**WORK ORDER**
Please reproduce all of the lines below, word for word and in full.

**DATA UNDER STUDY**

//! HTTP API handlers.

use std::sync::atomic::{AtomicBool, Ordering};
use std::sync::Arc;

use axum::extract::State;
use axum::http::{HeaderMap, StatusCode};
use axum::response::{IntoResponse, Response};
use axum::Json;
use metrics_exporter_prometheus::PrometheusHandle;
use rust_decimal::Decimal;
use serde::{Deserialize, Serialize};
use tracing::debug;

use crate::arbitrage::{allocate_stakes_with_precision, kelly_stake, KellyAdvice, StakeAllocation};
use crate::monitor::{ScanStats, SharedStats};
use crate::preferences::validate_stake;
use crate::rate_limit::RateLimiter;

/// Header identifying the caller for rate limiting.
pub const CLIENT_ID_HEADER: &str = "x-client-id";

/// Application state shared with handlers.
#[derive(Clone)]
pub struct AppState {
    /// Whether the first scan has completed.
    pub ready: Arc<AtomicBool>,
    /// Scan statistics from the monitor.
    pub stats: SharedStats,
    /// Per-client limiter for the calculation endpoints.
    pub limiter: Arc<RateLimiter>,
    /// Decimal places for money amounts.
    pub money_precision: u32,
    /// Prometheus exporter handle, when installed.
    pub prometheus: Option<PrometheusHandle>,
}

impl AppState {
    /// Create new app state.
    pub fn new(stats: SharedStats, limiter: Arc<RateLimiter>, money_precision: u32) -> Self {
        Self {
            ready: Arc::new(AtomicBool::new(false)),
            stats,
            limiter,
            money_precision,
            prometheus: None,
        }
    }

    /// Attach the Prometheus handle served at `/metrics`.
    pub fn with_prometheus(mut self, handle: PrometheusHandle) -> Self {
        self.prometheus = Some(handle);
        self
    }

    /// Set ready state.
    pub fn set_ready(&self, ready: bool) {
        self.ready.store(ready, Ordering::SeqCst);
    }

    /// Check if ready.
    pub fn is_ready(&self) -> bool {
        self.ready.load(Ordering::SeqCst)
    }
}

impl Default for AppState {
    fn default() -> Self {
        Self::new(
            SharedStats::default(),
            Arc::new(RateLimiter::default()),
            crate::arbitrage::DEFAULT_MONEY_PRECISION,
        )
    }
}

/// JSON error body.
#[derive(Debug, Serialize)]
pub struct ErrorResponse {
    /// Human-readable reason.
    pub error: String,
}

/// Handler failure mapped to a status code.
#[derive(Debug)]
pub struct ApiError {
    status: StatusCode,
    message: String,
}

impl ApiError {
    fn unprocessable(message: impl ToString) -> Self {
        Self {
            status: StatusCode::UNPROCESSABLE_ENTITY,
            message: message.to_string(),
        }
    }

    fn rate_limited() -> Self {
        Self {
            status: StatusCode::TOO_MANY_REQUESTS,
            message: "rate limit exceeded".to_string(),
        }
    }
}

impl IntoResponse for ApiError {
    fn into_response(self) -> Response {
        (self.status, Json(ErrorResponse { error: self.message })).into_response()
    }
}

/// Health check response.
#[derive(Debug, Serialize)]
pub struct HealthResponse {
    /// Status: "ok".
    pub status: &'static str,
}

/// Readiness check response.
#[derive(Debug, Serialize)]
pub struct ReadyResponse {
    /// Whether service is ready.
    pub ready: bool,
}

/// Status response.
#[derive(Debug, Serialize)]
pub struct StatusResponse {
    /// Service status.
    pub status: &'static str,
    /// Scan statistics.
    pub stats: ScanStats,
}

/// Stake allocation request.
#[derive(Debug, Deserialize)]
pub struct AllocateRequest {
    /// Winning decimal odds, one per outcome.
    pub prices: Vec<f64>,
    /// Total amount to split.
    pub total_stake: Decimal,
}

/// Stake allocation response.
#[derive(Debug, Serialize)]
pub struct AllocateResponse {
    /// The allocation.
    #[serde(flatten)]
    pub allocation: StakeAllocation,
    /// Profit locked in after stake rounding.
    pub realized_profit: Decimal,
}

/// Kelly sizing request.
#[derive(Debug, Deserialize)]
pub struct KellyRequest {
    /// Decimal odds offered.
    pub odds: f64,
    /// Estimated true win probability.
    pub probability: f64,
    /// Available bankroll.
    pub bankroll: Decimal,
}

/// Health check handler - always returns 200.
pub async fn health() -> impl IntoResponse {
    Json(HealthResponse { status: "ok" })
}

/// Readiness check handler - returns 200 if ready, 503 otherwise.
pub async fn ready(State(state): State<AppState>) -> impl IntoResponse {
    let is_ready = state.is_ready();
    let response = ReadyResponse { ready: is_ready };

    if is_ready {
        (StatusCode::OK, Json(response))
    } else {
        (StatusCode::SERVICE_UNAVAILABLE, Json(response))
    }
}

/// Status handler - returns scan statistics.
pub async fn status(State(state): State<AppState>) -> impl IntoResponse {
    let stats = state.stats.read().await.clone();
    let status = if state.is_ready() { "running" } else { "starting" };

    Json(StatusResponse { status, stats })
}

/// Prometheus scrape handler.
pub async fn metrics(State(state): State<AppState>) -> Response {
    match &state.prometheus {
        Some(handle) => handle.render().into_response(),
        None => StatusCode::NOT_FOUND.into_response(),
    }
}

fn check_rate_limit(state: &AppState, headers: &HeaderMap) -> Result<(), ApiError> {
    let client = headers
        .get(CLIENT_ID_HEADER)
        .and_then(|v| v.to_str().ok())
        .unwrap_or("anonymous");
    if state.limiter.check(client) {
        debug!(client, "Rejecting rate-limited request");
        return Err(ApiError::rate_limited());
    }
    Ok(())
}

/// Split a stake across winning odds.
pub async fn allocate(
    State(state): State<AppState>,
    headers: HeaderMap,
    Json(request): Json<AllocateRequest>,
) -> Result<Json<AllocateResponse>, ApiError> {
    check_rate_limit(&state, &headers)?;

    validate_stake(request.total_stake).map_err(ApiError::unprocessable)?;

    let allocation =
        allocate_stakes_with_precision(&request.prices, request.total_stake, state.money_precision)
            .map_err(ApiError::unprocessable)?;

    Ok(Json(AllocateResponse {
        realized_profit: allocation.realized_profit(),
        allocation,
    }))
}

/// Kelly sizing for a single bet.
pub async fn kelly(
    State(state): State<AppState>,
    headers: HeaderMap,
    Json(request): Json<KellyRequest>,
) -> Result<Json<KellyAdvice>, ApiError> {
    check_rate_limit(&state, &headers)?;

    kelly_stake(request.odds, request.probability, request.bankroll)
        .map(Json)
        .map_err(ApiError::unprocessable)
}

**TASK RESPONSE**
//! HTTP API handlers.

use std::sync::atomic::{AtomicBool, Ordering};
use std::sync::Arc;

use axum::extract::State;
use axum::http::{HeaderMap, StatusCode};
use axum::response::{IntoResponse, Response};
use axum::Json;
use metrics_exporter_prometheus::PrometheusHandle;
use rust_decimal::Decimal;
use serde::{Deserialize, Serialize};
use tracing::debug;

use crate::arbitrage::{allocate_stakes_with_precision, kelly_stake, KellyAdvice, StakeAllocation};
use crate::monitor::{ScanStats, SharedStats};
use crate::preferences::validate_stake;
use crate::rate_limit::RateLimiter;

/// Header identifying the caller for rate limiting.
pub const CLIENT_ID_HEADER: &str = "x-client-id";

/// Application state shared with handlers.
#[derive(Clone)]
pub struct AppState {
    /// Whether the first scan has completed.
    pub ready: Arc<AtomicBool>,
    /// Scan statistics from the monitor.
    pub stats: SharedStats,
    /// Per-client limiter for the calculation endpoints.
    pub limiter: Arc<RateLimiter>,
    /// Decimal places for money amounts.
    pub money_precision: u32,
    /// Prometheus exporter handle, when installed.
    pub prometheus: Option<PrometheusHandle>,
}

impl AppState {
    /// Create new app state.
    pub fn new(stats: SharedStats, limiter: Arc<RateLimiter>, money_precision: u32) -> Self {
        Self {
            ready: Arc::new(AtomicBool::new(false)),
            stats,
            limiter,
            money_precision,
            prometheus: None,
        }
    }

    /// Attach the Prometheus handle served at `/metrics`.
    pub fn with_prometheus(mut self, handle: PrometheusHandle) -> Self {
        self.prometheus = Some(handle);
        self
    }

    /// Set ready state.
    pub fn set_ready(&self, ready: bool) {
        self.ready.store(ready, Ordering::SeqCst);
    }

    /// Check if ready.
    pub fn is_ready(&self) -> bool {
        self.ready.load(Ordering::SeqCst)
    }
}

impl Default for AppState {
    fn default() -> Self {
        Self::new(
            SharedStats::default(),
            Arc::new(RateLimiter::default()),
            crate::arbitrage::DEFAULT_MONEY_PRECISION,
        )
    }
}

/// JSON error body.
#[derive(Debug, Serialize)]
pub struct ErrorResponse {
    /// Human-readable reason.
    pub error: String,
}

/// Handler failure mapped to a status code.
#[derive(Debug)]
pub struct ApiError {
    status: StatusCode,
    message: String,
}

impl ApiError {
    fn unprocessable(message: impl ToString) -> Self {
        Self {
            status: StatusCode::UNPROCESSABLE_ENTITY,
            message: message.to_string(),
        }
    }

    fn rate_limited() -> Self {
        Self {
            status: StatusCode::TOO_MANY_REQUESTS,
            message: "rate limit exceeded".to_string(),
        }
    }
}

impl IntoResponse for ApiError {
    fn into_response(self) -> Response {
        (self.status, Json(ErrorResponse { error: self.message })).into_response()
    }
}

/// Health check response.
#[derive(Debug, Serialize)]
pub struct HealthResponse {
    /// Status: "ok".
    pub status: &'static str,
}

/// Readiness check response.
#[derive(Debug, Serialize)]
pub struct ReadyResponse {
    /// Whether service is ready.
    pub ready: bool,
}

/// Status response.
#[derive(Debug, Serialize)]
pub struct StatusResponse {
    /// Service status.
    pub status: &'static str,
    /// Scan statistics.
    pub stats: ScanStats,
}

/// Stake allocation request.
#[derive(Debug, Deserialize)]
pub struct AllocateRequest {
    /// Winning decimal odds, one per outcome.
    pub prices: Vec<f64>,
    /// Total amount to split.
    pub total_stake: Decimal,
}

/// Stake allocation response.
#[derive(Debug, Serialize)]
pub struct AllocateResponse {
    /// The allocation.
    #[serde(flatten)]
    pub allocation: StakeAllocation,
    /// Profit locked in after stake rounding.
    pub realized_profit: Decimal,
}

/// Kelly sizing request.
#[derive(Debug, Deserialize)]
pub struct KellyRequest {
    /// Decimal odds offered.
    pub odds: f64,
    /// Estimated true win probability.
    pub probability: f64,
    /// Available bankroll.
    pub bankroll: Decimal,
}

/// Health check handler - always returns 200.
pub async fn health() -> impl IntoResponse {
    Json(HealthResponse { status: "ok" })
}

/// Readiness check handler - returns 200 if ready, 503 otherwise.
pub async fn ready(State(state): State<AppState>) -> impl IntoResponse {
    let is_ready = state.is_ready();
    let response = ReadyResponse { ready: is_ready };

    if is_ready {
        (StatusCode::OK, Json(response))
    } else {
        (StatusCode::SERVICE_UNAVAILABLE, Json(response))
    }
}

/// Status handler - returns scan statistics.
pub async fn status(State(state): State<AppState>) -> impl IntoResponse {
    let stats = state.stats.read().await.clone();
    let status = if state.is_ready() { "running" } else { "starting" };

    Json(StatusResponse { status, stats })
}

/// Prometheus scrape handler.
pub async fn metrics(State(state): State<AppState>) -> Response {
    match &state.prometheus {
        Some(handle) => handle.render().into_response(),
        None => StatusCode::NOT_FOUND.into_response(),
    }
}

fn check_rate_limit(state: &AppState, headers: &HeaderMap) -> Result<(), ApiError> {
    let client = headers
        .get(CLIENT_ID_HEADER)
        .and_then(|v| v.to_str().ok())
        .unwrap_or("anonymous");
    if state.limiter.check(client) {
        debug!(client, "Rejecting rate-limited request");
        return Err(ApiError::rate_limited());
    }
    Ok(())
}

/// Split a stake across winning odds.
pub async fn allocate(
    State(state): State<AppState>,
    headers: HeaderMap,
    Json(request): Json<AllocateRequest>,
) -> Result<Json<AllocateResponse>, ApiError> {
    check_rate_limit(&state, &headers)?;

    validate_stake(request.total_stake).map_err(ApiError::unprocessable)?;

    let allocation =
        allocate_stakes_with_precision(&request.prices, request.total_stake, state.money_precision)
            .map_err(ApiError::unprocessable)?;

    Ok(Json(AllocateResponse {
        realized_profit: allocation.realized_profit(),
        allocation,
    }))
}

/// Kelly sizing for a single bet.
pub async fn kelly(
    State(state): State<AppState>,
    headers: HeaderMap,
    Json(request): Json<KellyRequest>,
) -> Result<Json<KellyAdvice>, ApiError> {
    check_rate_limit(&state, &headers)?;

    kelly_stake(request.odds, request.probability, request.bankroll)
        .map(Json)
        .map_err(ApiError::unprocessable)
}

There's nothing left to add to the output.